◆ **WORK ORDER**: Transcribe all of the records exactly, leaving every line as it is.

◆ **MATERIAL FOR THIS EXERCISE**:
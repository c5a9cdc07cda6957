//! Configuration validation errors and semantic validation.

use std::collections::HashSet;

use thiserror::Error;

use crate::experiment::{ExperimentConfig, PriorConfig, VariationConfig};

/// Validation result type.
pub type ValidationResult<T> = Result<T, ValidationError>;

/// Configuration validation errors.
#[derive(Error, Debug)]
pub enum ValidationError {
    #[error("I/O error: {0}")]
    IoError(String),

    #[error("Parse error: {0}")]
    ParseError(String),

    #[error("Semantic validation failed: {0}")]
    SemanticError(String),

    #[error("Invalid value for {field}: {message}")]
    InvalidValue { field: String, message: String },

    #[error("Version mismatch: expected {expected}, got {actual}")]
    VersionMismatch { expected: String, actual: String },
}

impl ValidationError {
    /// Error code for structured error reporting.
    pub fn code(&self) -> u32 {
        match self {
            ValidationError::IoError(_) => 60,
            ValidationError::ParseError(_) => 61,
            ValidationError::SemanticError(_) => 63,
            ValidationError::InvalidValue { .. } => 65,
            ValidationError::VersionMismatch { .. } => 66,
        }
    }
}

impl From<ValidationError> for tb_common::Error {
    fn from(err: ValidationError) -> Self {
        match err {
            ValidationError::IoError(msg) => tb_common::Error::Io(std::io::Error::other(msg)),
            other => tb_common::Error::Config(other.to_string()),
        }
    }
}

/// Validate an experiment configuration semantically.
pub fn validate_config(config: &ExperimentConfig) -> ValidationResult<()> {
    if config.schema_version != crate::CONFIG_SCHEMA_VERSION {
        return Err(ValidationError::VersionMismatch {
            expected: crate::CONFIG_SCHEMA_VERSION.to_string(),
            actual: config.schema_version.clone(),
        });
    }

    if config.sample_count == 0 {
        return Err(ValidationError::InvalidValue {
            field: "sample_count".to_string(),
            message: "Must be at least 1".to_string(),
        });
    }

    if config.thompson_rounds == 0 {
        return Err(ValidationError::InvalidValue {
            field: "thompson_rounds".to_string(),
            message: "Must be at least 1".to_string(),
        });
    }

    if let Some(threshold) = config.value_at_risk {
        validate_threshold("value_at_risk", threshold)?;
    }

    if config.variations.len() < 2 {
        return Err(ValidationError::SemanticError(format!(
            "At least two variations are required, got {}",
            config.variations.len()
        )));
    }

    let mut seen = HashSet::new();
    for (idx, variation) in config.variations.iter().enumerate() {
        if !seen.insert(variation.name.as_str()) {
            return Err(ValidationError::SemanticError(format!(
                "Duplicate variation name '{}'",
                variation.name
            )));
        }
        validate_variation(idx, variation)?;
    }

    Ok(())
}

/// Validate a single variation entry.
fn validate_variation(idx: usize, variation: &VariationConfig) -> ValidationResult<()> {
    let field = format!("variations[{}]", idx);

    if variation.name.trim().is_empty() {
        return Err(ValidationError::InvalidValue {
            field: format!("{}.name", field),
            message: "Must not be empty".to_string(),
        });
    }

    validate_prior(&format!("{}.prior", field), &variation.prior)?;

    if let Some(threshold) = variation.value_at_risk {
        validate_threshold(&format!("{}.value_at_risk", field), threshold)?;
    }

    for (batch_idx, batch) in variation.trials.iter().enumerate() {
        if batch.successes > batch.trials {
            return Err(ValidationError::InvalidValue {
                field: format!("{}.trials[{}]", field, batch_idx),
                message: format!(
                    "successes ({}) exceed trials ({})",
                    batch.successes, batch.trials
                ),
            });
        }
    }

    if variation.totals().is_none() {
        return Err(ValidationError::InvalidValue {
            field: format!("{}.trials", field),
            message: "Summed counts overflow a 64-bit counter".to_string(),
        });
    }

    Ok(())
}

/// Validate Beta prior parameters.
fn validate_prior(field: &str, prior: &PriorConfig) -> ValidationResult<()> {
    if !prior.alpha.is_finite() || prior.alpha <= 0.0 {
        return Err(ValidationError::InvalidValue {
            field: format!("{}.alpha", field),
            message: format!("Must be positive, got {}", prior.alpha),
        });
    }

    if !prior.beta.is_finite() || prior.beta <= 0.0 {
        return Err(ValidationError::InvalidValue {
            field: format!("{}.beta", field),
            message: format!("Must be positive, got {}", prior.beta),
        });
    }

    Ok(())
}

fn validate_threshold(field: &str, threshold: f64) -> ValidationResult<()> {
    if !(0.0..=1.0).contains(&threshold) {
        return Err(ValidationError::InvalidValue {
            field: field.to_string(),
            message: format!("Must be in [0, 1], got {}", threshold),
        });
    }
    Ok(())
}

#[cfg(test)]
mod tests {
    use super::*;
    use crate::experiment::TrialBatch;

    #[test]
    fn builtin_demo_is_valid() {
        validate_config(&ExperimentConfig::builtin_demo()).unwrap();
    }

    #[test]
    fn rejects_wrong_version() {
        let mut config = ExperimentConfig::builtin_demo();
        config.schema_version = "0.9.0".to_string();
        let err = validate_config(&config).unwrap_err();
        assert!(matches!(err, ValidationError::VersionMismatch { .. }));
        assert_eq!(err.code(), 66);
    }

    #[test]
    fn rejects_single_variation() {
        let mut config = ExperimentConfig::builtin_demo();
        config.variations.truncate(1);
        assert!(matches!(
            validate_config(&config),
            Err(ValidationError::SemanticError(_))
        ));
    }

    #[test]
    fn rejects_duplicate_names() {
        let mut config = ExperimentConfig::builtin_demo();
        config.variations[2].name = config.variations[0].name.clone();
        let err = validate_config(&config).unwrap_err();
        assert!(err.to_string().contains("Duplicate"));
    }

    #[test]
    fn rejects_non_positive_prior() {
        let mut config = ExperimentConfig::builtin_demo();
        config.variations[1].prior.beta = 0.0;
        match validate_config(&config) {
            Err(ValidationError::InvalidValue { field, .. }) => {
                assert_eq!(field, "variations[1].prior.beta");
            }
            other => panic!("expected InvalidValue, got {:?}", other),
        }
    }

    #[test]
    fn rejects_excess_successes() {
        let mut config = ExperimentConfig::builtin_demo();
        config.variations[0].trials.push(TrialBatch {
            successes: 4,
            trials: 3,
        });
        match validate_config(&config) {
            Err(ValidationError::InvalidValue { field, message }) => {
                assert_eq!(field, "variations[0].trials[1]");
                assert!(message.contains("exceed"));
            }
            other => panic!("expected InvalidValue, got {:?}", other),
        }
    }

    #[test]
    fn rejects_overflowing_totals() {
        let mut config = ExperimentConfig::builtin_demo();
        config.variations[2].trials.push(TrialBatch {
            successes: 0,
            trials: u64::MAX,
        });
        match validate_config(&config) {
            Err(ValidationError::InvalidValue { field, message }) => {
                assert_eq!(field, "variations[2].trials");
                assert!(message.contains("overflow"));
            }
            other => panic!("expected InvalidValue, got {:?}", other),
        }
    }

    #[test]
    fn rejects_threshold_out_of_range() {
        let mut config = ExperimentConfig::builtin_demo();
        config.value_at_risk = Some(1.5);
        assert!(validate_config(&config).is_err());

        let mut config = ExperimentConfig::builtin_demo();
        config.variations[0].value_at_risk = Some(-0.1);
        assert!(validate_config(&config).is_err());
    }

    #[test]
    fn rejects_zero_sample_count() {
        let mut config = ExperimentConfig::builtin_demo();
        config.sample_count = 0;
        assert!(validate_config(&config).is_err());
    }

    #[test]
    fn converts_into_common_error() {
        let err: tb_common::Error =
            ValidationError::SemanticError("too few variations".to_string()).into();
        assert_eq!(err.code(), 40);
    }
}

◆ **REPLY**:
repository c5a9cdc07cda6957
//! Configuration validation errors and semantic validation.

use std::collections::HashSet;

use thiserror::Error;

use crate::experiment::{ExperimentConfig, PriorConfig, VariationConfig};

/// Validation result type.
pub type ValidationResult<T> = Result<T, ValidationError>;

/// Configuration validation errors.
#[derive(Error, Debug)]
pub enum ValidationError {
    #[error("I/O error: {0}")]
    IoError(String),

    #[error("Parse error: {0}")]
    ParseError(String),

    #[error("Semantic validation failed: {0}")]
    SemanticError(String),

    #[error("Invalid value for {field}: {message}")]
    InvalidValue { field: String, message: String },

    #[error("Version mismatch: expected {expected}, got {actual}")]
    VersionMismatch { expected: String, actual: String },
}

impl ValidationError {
    /// Error code for structured error reporting.
    pub fn code(&self) -> u32 {
        match self {
            ValidationError::IoError(_) => 60,
            ValidationError::ParseError(_) => 61,
            ValidationError::SemanticError(_) => 63,
            ValidationError::InvalidValue { .. } => 65,
            ValidationError::VersionMismatch { .. } => 66,
        }
    }
}

impl From<ValidationError> for tb_common::Error {
    fn from(err: ValidationError) -> Self {
        match err {
            ValidationError::IoError(msg) => tb_common::Error::Io(std::io::Error::other(msg)),
            other => tb_common::Error::Config(other.to_string()),
        }
    }
}

/// Validate an experiment configuration semantically.
pub fn validate_config(config: &ExperimentConfig) -> ValidationResult<()> {
    if config.schema_version != crate::CONFIG_SCHEMA_VERSION {
        return Err(ValidationError::VersionMismatch {
            expected: crate::CONFIG_SCHEMA_VERSION.to_string(),
            actual: config.schema_version.clone(),
        });
    }

    if config.sample_count == 0 {
        return Err(ValidationError::InvalidValue {
            field: "sample_count".to_string(),
            message: "Must be at least 1".to_string(),
        });
    }

    if config.thompson_rounds == 0 {
        return Err(ValidationError::InvalidValue {
            field: "thompson_rounds".to_string(),
            message: "Must be at least 1".to_string(),
        });
    }

    if let Some(threshold) = config.value_at_risk {
        validate_threshold("value_at_risk", threshold)?;
    }

    if config.variations.len() < 2 {
        return Err(ValidationError::SemanticError(format!(
            "At least two variations are required, got {}",
            config.variations.len()
        )));
    }

    let mut seen = HashSet::new();
    for (idx, variation) in config.variations.iter().enumerate() {
        if !seen.insert(variation.name.as_str()) {
            return Err(ValidationError::SemanticError(format!(
                "Duplicate variation name '{}'",
                variation.name
            )));
        }
        validate_variation(idx, variation)?;
    }

    Ok(())
}

/// Validate a single variation entry.
fn validate_variation(idx: usize, variation: &VariationConfig) -> ValidationResult<()> {
    let field = format!("variations[{}]", idx);

    if variation.name.trim().is_empty() {
        return Err(ValidationError::InvalidValue {
            field: format!("{}.name", field),
            message: "Must not be empty".to_string(),
        });
    }

    validate_prior(&format!("{}.prior", field), &variation.prior)?;

    if let Some(threshold) = variation.value_at_risk {
        validate_threshold(&format!("{}.value_at_risk", field), threshold)?;
    }

    for (batch_idx, batch) in variation.trials.iter().enumerate() {
        if batch.successes > batch.trials {
            return Err(ValidationError::InvalidValue {
                field: format!("{}.trials[{}]", field, batch_idx),
                message: format!(
                    "successes ({}) exceed trials ({})",
                    batch.successes, batch.trials
                ),
            });
        }
    }

    if variation.totals().is_none() {
        return Err(ValidationError::InvalidValue {
            field: format!("{}.trials", field),
            message: "Summed counts overflow a 64-bit counter".to_string(),
        });
    }

    Ok(())
}

/// Validate Beta prior parameters.
fn validate_prior(field: &str, prior: &PriorConfig) -> ValidationResult<()> {
    if !prior.alpha.is_finite() || prior.alpha <= 0.0 {
        return Err(ValidationError::InvalidValue {
            field: format!("{}.alpha", field),
            message: format!("Must be positive, got {}", prior.alpha),
        });
    }

    if !prior.beta.is_finite() || prior.beta <= 0.0 {
        return Err(ValidationError::InvalidValue {
            field: format!("{}.beta", field),
            message: format!("Must be positive, got {}", prior.beta),
        });
    }

    Ok(())
}

fn validate_threshold(field: &str, threshold: f64) -> ValidationResult<()> {
    if !(0.0..=1.0).contains(&threshold) {
        return Err(ValidationError::InvalidValue {
            field: field.to_string(),
            message: format!("Must be in [0, 1], got {}", threshold),
        });
    }
    Ok(())
}

#[cfg(test)]
mod tests {
    use super::*;
    use crate::experiment::TrialBatch;

    #[test]
    fn builtin_demo_is_valid() {
        validate_config(&ExperimentConfig::builtin_demo()).unwrap();
    }

    #[test]
    fn rejects_wrong_version() {
        let mut config = ExperimentConfig::builtin_demo();
        config.schema_version = "0.9.0".to_string();
        let err = validate_config(&config).unwrap_err();
        assert!(matches!(err, ValidationError::VersionMismatch { .. }));
        assert_eq!(err.code(), 66);
    }

    #[test]
    fn rejects_single_variation() {
        let mut config = ExperimentConfig::builtin_demo();
        config.variations.truncate(1);
        assert!(matches!(
            validate_config(&config),
            Err(ValidationError::SemanticError(_))
        ));
    }

    #[test]
    fn rejects_duplicate_names() {
        let mut config = ExperimentConfig::builtin_demo();
        config.variations[2].name = config.variations[0].name.clone();
        let err = validate_config(&config).unwrap_err();
        assert!(err.to_string().contains("Duplicate"));
    }

    #[test]
    fn rejects_non_positive_prior() {
        let mut config = ExperimentConfig::builtin_demo();
        config.variations[1].prior.beta = 0.0;
        match validate_config(&config) {
            Err(ValidationError::InvalidValue { field, .. }) => {
                assert_eq!(field, "variations[1].prior.beta");
            }
            other => panic!("expected InvalidValue, got {:?}", other),
        }
    }

    #[test]
    fn rejects_excess_successes() {
        let mut config = ExperimentConfig::builtin_demo();
        config.variations[0].trials.push(TrialBatch {
            successes: 4,
            trials: 3,
        });
        match validate_config(&config) {
            Err(ValidationError::InvalidValue { field, message }) => {
                assert_eq!(field, "variations[0].trials[1]");
                assert!(message.contains("exceed"));
            }
            other => panic!("expected InvalidValue, got {:?}", other),
        }
    }

    #[test]
    fn rejects_overflowing_totals() {
        let mut config = ExperimentConfig::builtin_demo();
        config.variations[2].trials.push(TrialBatch {
            successes: 0,
            trials: u64::MAX,
        });
        match validate_config(&config) {
            Err(ValidationError::InvalidValue { field, message }) => {
                assert_eq!(field, "variations[2].trials");
                assert!(message.contains("overflow"));
            }
            other => panic!("expected InvalidValue, got {:?}", other),
        }
    }

    #[test]
    fn rejects_threshold_out_of_range() {
        let mut config = ExperimentConfig::builtin_demo();
        config.value_at_risk = Some(1.5);
        assert!(validate_config(&config).is_err());

        let mut config = ExperimentConfig::builtin_demo();
        config.variations[0].value_at_risk = Some(-0.1);
        assert!(validate_config(&config).is_err());
    }

    #[test]
    fn rejects_zero_sample_count() {
        let mut config = ExperimentConfig::builtin_demo();
        config.sample_count = 0;
        assert!(validate_config(&config).is_err());
    }

    #[test]
    fn converts_into_common_error() {
        let err: tb_common::Error =
            ValidationError::SemanticError("too few variations".to_string()).into();
        assert_eq!(err.code(), 40);
    }
}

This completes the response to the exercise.